Мама, драгоценная, ненаглядная, – ее легкий прах покоился на небольшом подмосковном кладбище, закрытом для новых погребений. Туда раз в год приходил Веронов и часами стоял у розового камня, на котором было вырезано дорогое имя, тускневшее, плывущее в тумане от неудержимых слез. С мамой был связан свет, который не давал тьме сомкнуться в его душе, уберегал его от злодеяний, позволял ему выстоять среди жестокого и кромешного мира.
Их веранда на даче, полная янтарного солнца. Мама, улыбаясь своей милой улыбкой, протягивает ему белую булку с медом и золотистая медовая капля блестит на ее руке. Елка наполняет их дом ароматами леса, теплого воска, волнующей сладостью праздника, и в блеске шаров, в мерцаньях голубой слюды мамина рука скользит посреди хвои, вешает за петельку стеклянную звезду. Зимнее окно с сини снегом, красная кирпичная стена дома, и мама читает ему сказку о богатыре, и на картинке богатырский конь склонил голову к придорожному камню. Заброшенная церковь, полная душистого сена, и мама, смеясь, легонько толкает его в это сено, которое принимает его в свою шелестящую глубину, и они с мамой лежат на сене, глядя, как в куполе церкви розовеет нарисованный ангел.

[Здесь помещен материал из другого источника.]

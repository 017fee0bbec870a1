//! The entity capability.
//!
//! Mapped domain objects implement [`Entity`] so the mapper can read and write
//! their identity, their mapped properties and their relationship fields by
//! name. Objects are shared through [`EntityRef`] handles because object
//! graphs routinely contain cycles (a person's friend lists the person back).

use crate::Value;
use std::any::Any;
use std::cell::RefCell;
use std::rc::Rc;

/// Shared handle to a mapped domain object.
pub type EntityRef = Rc<RefCell<dyn Entity>>;

/// Field access capability of a mapped domain object.
///
/// Field names are the names declared in the entity descriptor, not the
/// graph property names (those may be overridden in the descriptor).
pub trait Entity: Any {
    /// Name of the descriptor this object is mapped by.
    fn type_name(&self) -> &'static str;

    /// Server-assigned identity, `None` until first persisted.
    fn id(&self) -> Option<i64>;

    /// Bind or reset the identity.
    fn set_id(&mut self, id: Option<i64>);

    /// Read a mapped property field. Unknown fields read as `Value::Null`.
    fn property(&self, field: &str) -> Value;

    /// Write a mapped property field. Unknown fields are ignored.
    fn set_property(&mut self, field: &str, value: Value);

    /// Read a relationship field (a collection, or zero/one element for
    /// single-valued fields such as a relationship entity's start and end).
    fn related(&self, _field: &str) -> Vec<EntityRef> {
        Vec::new()
    }

    /// Replace the contents of a relationship field.
    fn set_related(&mut self, _field: &str, _targets: Vec<EntityRef>) {}

    fn as_any(&self) -> &dyn Any;

    fn as_any_mut(&mut self) -> &mut dyn Any;
}

/// Wrap a domain object into a shared handle.
pub fn shared<E: Entity>(entity: E) -> EntityRef {
    Rc::new(RefCell::new(entity))
}

/// Reference identity of an in-memory object.
///
/// Two handles have the same key only if they point at the same allocation.
/// Used for visited sets, where new objects have no server identity yet.
#[derive(Debug, Clone, Copy, PartialEq, Eq, Hash, PartialOrd, Ord)]
pub struct ObjectKey(usize);

impl ObjectKey {
    /// Key of the object behind a handle.
    pub fn of(entity: &EntityRef) -> Self {
        Self(Rc::as_ptr(entity) as *const () as usize)
    }
}

/// Check whether two handles point at the same object.
pub fn same_object(a: &EntityRef, b: &EntityRef) -> bool {
    ObjectKey::of(a) == ObjectKey::of(b)
}

/// Borrow the concrete type behind a handle.
///
/// Returns `None` if the object is not a `T`.
pub fn with_entity<T: Entity, R>(entity: &EntityRef, f: impl FnOnce(&T) -> R) -> Option<R> {
    let borrowed = entity.borrow();
    borrowed.as_any().downcast_ref::<T>().map(f)
}

/// Mutably borrow the concrete type behind a handle.
pub fn with_entity_mut<T: Entity, R>(
    entity: &EntityRef,
    f: impl FnOnce(&mut T) -> R,
) -> Option<R> {
    let mut borrowed = entity.borrow_mut();
    borrowed.as_any_mut().downcast_mut::<T>().map(f)
}
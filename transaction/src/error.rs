//! Transaction error types.

use strand_request::RequestError;
use thiserror::Error;

/// Transaction errors.
#[derive(Debug, Error)]
pub enum TransactionError {
    /// No open transaction to commit or roll back.
    #[error("transaction is not open ({status})")]
    NotOpen { status: String },

    /// Another explicit transaction is still open.
    #[error("a transaction is already open at {url}")]
    AlreadyOpen { url: String },

    /// The server opened a transaction without telling us where.
    #[error("server response carries no transaction url")]
    MissingUrl,

    /// The exchange with the server failed.
    #[error("transaction request failed: {0}")]
    Request(#[from] RequestError),
}

impl TransactionError {
    pub fn not_open(status: impl ToString) -> Self {
        Self::NotOpen {
            status: status.to_string(),
        }
    }

    pub fn already_open(url: impl Into<String>) -> Self {
        Self::AlreadyOpen { url: url.into() }
    }
}

/// Result type for transaction operations.
pub type TransactionResult<T> = Result<T, TransactionError>;
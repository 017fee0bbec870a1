//! Compiled statement batches.
//!
//! A batch holds the write statements for one save, in execution order, and
//! the bindings that carry identities returned by the create statement back
//! onto the saved objects.

use crate::{MappedRelationship, MappingContext, MappingError, MappingResult};
use std::collections::HashMap;
use std::fmt;
use strand_core::{EntityRef, Properties, Value};
use strand_cypher::Statement;
use strand_metadata::MetaData;

/// A relationship endpoint inside a batch.
#[derive(Debug, Clone, PartialEq, Eq)]
pub enum NodeRef {
    /// A node that already has an identity.
    Existing(i64),
    /// A node created by this batch, by result alias.
    New(String),
}

impl NodeRef {
    fn resolve(&self, ids: &HashMap<String, i64>) -> MappingResult<i64> {
        match self {
            NodeRef::Existing(id) => Ok(*id),
            NodeRef::New(alias) => ids
                .get(alias)
                .copied()
                .ok_or_else(|| MappingError::unbound_alias(alias)),
        }
    }
}

/// Receiver of an identity returned under a result alias.
#[derive(Clone)]
pub enum Binding {
    Node {
        alias: String,
        type_name: String,
        entity: EntityRef,
    },
    RelationshipEntity {
        alias: String,
        type_name: String,
        entity: EntityRef,
        start: NodeRef,
        rel_type: String,
        end: NodeRef,
    },
    Relationship {
        alias: String,
        start: NodeRef,
        rel_type: String,
        end: NodeRef,
    },
}

impl Binding {
    pub fn alias(&self) -> &str {
        match self {
            Binding::Node { alias, .. }
            | Binding::RelationshipEntity { alias, .. }
            | Binding::Relationship { alias, .. } => alias,
        }
    }
}

impl fmt::Debug for Binding {
    fn fmt(&self, f: &mut fmt::Formatter<'_>) -> fmt::Result {
        match self {
            Binding::Node { alias, type_name, .. } => write!(f, "Node({} -> {})", alias, type_name),
            Binding::RelationshipEntity {
                alias, type_name, ..
            } => write!(f, "RelationshipEntity({} -> {})", alias, type_name),
            Binding::Relationship { alias, rel_type, .. } => {
                write!(f, "Relationship({} -> {})", alias, rel_type)
            }
        }
    }
}

/// A statement and the bindings fed by its result row.
#[derive(Debug, Clone)]
pub struct CompiledStatement {
    pub statement: Statement,
    pub bindings: Vec<Binding>,
}

/// A persisted object rewritten by an update statement.
#[derive(Clone)]
pub(crate) struct Updated {
    pub id: i64,
    pub type_name: String,
    pub entity: EntityRef,
}

/// The ordered write statements of one save.
#[derive(Clone, Default)]
pub struct CompiledBatch {
    pub(crate) statements: Vec<CompiledStatement>,
    pub(crate) updated: Vec<Updated>,
    pub(crate) obsolete: Vec<MappedRelationship>,
}

impl fmt::Debug for CompiledBatch {
    fn fmt(&self, f: &mut fmt::Formatter<'_>) -> fmt::Result {
        f.debug_struct("CompiledBatch")
            .field("statements", &self.statements)
            .field("updated", &self.updated.len())
            .field("obsolete", &self.obsolete)
            .finish()
    }
}

impl CompiledBatch {
    /// Check if the save has nothing to write.
    pub fn is_empty(&self) -> bool {
        self.statements.is_empty()
    }

    pub fn compiled(&self) -> &[CompiledStatement] {
        &self.statements
    }

    /// The statements to send, in execution order.
    pub fn statements(&self) -> Vec<Statement> {
        self.statements.iter().map(|c| c.statement.clone()).collect()
    }

    /// Relationships this batch deletes.
    pub fn obsolete(&self) -> &[MappedRelationship] {
        &self.obsolete
    }

    /// Apply a successful execution.
    ///
    /// `ids` maps every alias returned by the batch to the identity the server
    /// assigned. New objects get their identity bound; created, updated and
    /// deleted elements are reflected in the context.
    pub fn apply(
        self,
        ids: &HashMap<String, i64>,
        context: &mut MappingContext,
        metadata: &MetaData,
    ) -> MappingResult<BatchRecord> {
        let mut record = BatchRecord::default();

        for binding in self.statements.into_iter().flat_map(|c| c.bindings) {
            let id = ids
                .get(binding.alias())
                .copied()
                .ok_or_else(|| MappingError::unbound_alias(binding.alias()))?;
            match binding {
                Binding::Node {
                    type_name, entity, ..
                } => {
                    let descriptor = metadata
                        .descriptor(&type_name)
                        .ok_or_else(|| MappingError::unknown_type(&type_name))?;
                    entity.borrow_mut().set_id(Some(id));
                    context.register(id, descriptor, &entity);
                    record.created.push(entity);
                }
                Binding::RelationshipEntity {
                    type_name,
                    entity,
                    start,
                    rel_type,
                    end,
                    ..
                } => {
                    let descriptor = metadata
                        .descriptor(&type_name)
                        .ok_or_else(|| MappingError::unknown_type(&type_name))?;
                    let relationship =
                        MappedRelationship::new(start.resolve(ids)?, rel_type, end.resolve(ids)?)
                            .with_id(id);
                    let previous = entity.borrow().id();
                    entity.borrow_mut().set_id(Some(id));
                    context.register(id, descriptor, &entity);
                    context.remember(relationship.clone());
                    if let Some(previous) = previous {
                        record.rebound.push((entity.clone(), previous));
                    }
                    record.created.push(entity);
                    record.relationships.push(relationship);
                }
                Binding::Relationship {
                    start,
                    rel_type,
                    end,
                    ..
                } => {
                    let relationship =
                        MappedRelationship::new(start.resolve(ids)?, rel_type, end.resolve(ids)?)
                            .with_id(id);
                    context.remember(relationship.clone());
                    record.relationships.push(relationship);
                }
            }
        }

        for updated in self.updated {
            let descriptor = metadata
                .descriptor(&updated.type_name)
                .ok_or_else(|| MappingError::unknown_type(&updated.type_name))?;
            context.register(updated.id, descriptor, &updated.entity);
            record.updated.push(updated.entity);
        }

        for relationship in self.obsolete {
            if let Some(id) = relationship.id {
                context.remove_relationship_entity(id);
            }
            context.forget(&relationship);
            record.forgotten.push(relationship);
        }

        Ok(record)
    }
}

/// What one applied batch changed locally.
///
/// Explicit transactions keep these so a rollback can undo the local effects
/// of every save made inside them.
#[derive(Clone, Default)]
pub struct BatchRecord {
    /// Objects that received a new identity.
    pub created: Vec<EntityRef>,
    /// Persisted objects whose snapshot was refreshed.
    pub updated: Vec<EntityRef>,
    /// Relationships registered as created.
    pub relationships: Vec<MappedRelationship>,
    /// Relationships forgotten as deleted.
    pub forgotten: Vec<MappedRelationship>,
    /// Relationship entities recreated between new endpoints, with the
    /// identity they had before.
    pub rebound: Vec<(EntityRef, i64)>,
}

impl fmt::Debug for BatchRecord {
    fn fmt(&self, f: &mut fmt::Formatter<'_>) -> fmt::Result {
        f.debug_struct("BatchRecord")
            .field("created", &self.created.len())
            .field("updated", &self.updated.len())
            .field("relationships", &self.relationships)
            .field("forgotten", &self.forgotten)
            .field("rebound", &self.rebound.len())
            .finish()
    }
}

impl BatchRecord {
    pub fn is_empty(&self) -> bool {
        self.created.is_empty()
            && self.updated.is_empty()
            && self.relationships.is_empty()
            && self.forgotten.is_empty()
            && self.rebound.is_empty()
    }

    /// Undo the local effects after the server rolled the batch back.
    ///
    /// Created objects lose their identity and tracking, refreshed snapshots
    /// are invalidated, and relationship bookkeeping is reversed.
    pub fn revert(&self, context: &mut MappingContext, metadata: &MetaData) {
        for relationship in &self.relationships {
            context.forget(relationship);
        }
        for relationship in &self.forgotten {
            context.remember(relationship.clone());
        }
        for entity in &self.updated {
            let borrowed = entity.borrow();
            if let (Some(descriptor), Some(id)) = (metadata.descriptor_for(&*borrowed), borrowed.id()) {
                context.invalidate(descriptor, id);
            }
        }
        for entity in &self.created {
            if let Some(descriptor) = metadata.descriptor_for(&*entity.borrow()) {
                context.remove_entity(descriptor, &*entity.borrow());
            }
            entity.borrow_mut().set_id(None);
        }
        for (entity, id) in &self.rebound {
            entity.borrow_mut().set_id(Some(*id));
        }
    }
}

// ==================== Statement Text ====================

/// A relationship planned for the create statement.
struct PlannedRelationship {
    alias: String,
    start: String,
    rel_type: String,
    end: String,
    /// Relationship entities are created with their properties; plain
    /// relationships are merged.
    properties: Option<Properties>,
}

/// Accumulates the single create statement of a batch.
///
/// Persisted endpoints are matched first, then every new node is created,
/// then every new relationship, so a node always exists before a
/// relationship refers to it.
#[derive(Default)]
pub(crate) struct CreateStatementBuilder {
    matched: Vec<(String, i64)>,
    nodes: Vec<(String, String, Properties)>,
    relationships: Vec<PlannedRelationship>,
    bindings: Vec<Binding>,
    next_relationship: usize,
}

impl CreateStatementBuilder {
    /// Alias of a persisted node, matched by id.
    pub fn matched(&mut self, id: i64) -> String {
        if let Some((alias, _)) = self.matched.iter().find(|(_, m)| *m == id) {
            return alias.clone();
        }
        let alias = format!("e{}", self.matched.len());
        self.matched.push((alias.clone(), id));
        alias
    }

    /// Schedule creation of a new node under an alias.
    pub fn create_node(
        &mut self,
        alias: String,
        labels: &[String],
        properties: Properties,
        binding: Binding,
    ) {
        let labels: String = labels.iter().map(|l| format!(":`{}`", l)).collect();
        self.nodes.push((alias, labels, properties));
        self.bindings.push(binding);
    }

    /// Next relationship alias.
    pub fn relationship_alias(&mut self) -> String {
        let alias = format!("r{}", self.next_relationship);
        self.next_relationship += 1;
        alias
    }

    /// Schedule a relationship between two node aliases.
    pub fn create_relationship(
        &mut self,
        alias: String,
        start: String,
        rel_type: &str,
        end: String,
        properties: Option<Properties>,
        binding: Binding,
    ) {
        self.relationships.push(PlannedRelationship {
            alias,
            start,
            rel_type: rel_type.to_string(),
            end,
            properties,
        });
        self.bindings.push(binding);
    }

    pub fn is_empty(&self) -> bool {
        self.nodes.is_empty() && self.relationships.is_empty()
    }

    pub fn build(self) -> Option<CompiledStatement> {
        if self.is_empty() {
            return None;
        }

        let mut clauses = Vec::new();
        let mut returns = Vec::new();
        let mut params = Properties::new();

        for (alias, id) in &self.matched {
            clauses.push(format!("MATCH ({0}) WHERE ID({0}) = ${0}", alias));
            params.insert(alias.clone(), Value::Int(*id));
        }
        for (alias, labels, properties) in self.nodes {
            clauses.push(format!("CREATE ({0}{1} ${0}_props)", alias, labels));
            returns.push(format!("id({0}) AS {0}", alias));
            params.insert(format!("{}_props", alias), Value::Map(properties));
        }
        for rel in self.relationships {
            match rel.properties {
                Some(properties) => {
                    clauses.push(format!(
                        "CREATE ({})-[{}:`{}` ${}_props]->({})",
                        rel.start, rel.alias, rel.rel_type, rel.alias, rel.end
                    ));
                    params.insert(format!("{}_props", rel.alias), Value::Map(properties));
                }
                None => clauses.push(format!(
                    "MERGE ({})-[{}:`{}`]->({})",
                    rel.start, rel.alias, rel.rel_type, rel.end
                )),
            }
            returns.push(format!("id({0}) AS {0}", rel.alias));
        }

        let text = format!("{} RETURN {}", clauses.join(" "), returns.join(", "));
        Some(CompiledStatement {
            statement: Statement::new(text, params).with_stats(),
            bindings: self.bindings,
        })
    }
}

Их дача стояла на зеленой горе над рекой. Мама ушла на речку сполоснуть белье, а он остался в доме, перебирая посреди газетных листов засушенные цветы – желтый зверобой, белый тысячелистник, фиолетовый горошек. И вдруг испытал прилив нежности, захотелось увидеть маму, обнять ее, поцеловать ее каштановые душистые волосы. Он выбежал из избы. Гора была зеленой, солнечной, с нее сбегала розовая тропка прямо к синей реке, у которой на мостках мама полоскала белье. И такой огромный солнечный мир был вокруг, такая синяя река с разбегавшимися кругами, такая любимая обожаемая мама, что детская его душа раскрылась навстречу необъятному восторгу, любви, словно кто-то светоносный, белоснежный поднял его на руках, вознес в высоту, в лучистую лазурь, и оттуда он видел весь дарованный ему мир, леса, деревни, зеленую гору, маму у синей реки.
Теперь, лежа на диване, Веронов старался воскресить то детское чудо, богоявление на зеленой горе. Не мог. Знал, что оно было, что несло в себе неизъяснимую сладость, указывало путь вверх, в лучистую бесконечность, куда ему не дано было воспарить. И теперь эта уходящая в небо лазурь сменилась уходящей вниз бездной, в глубине которой мерцал таинственный подземный бриллиант.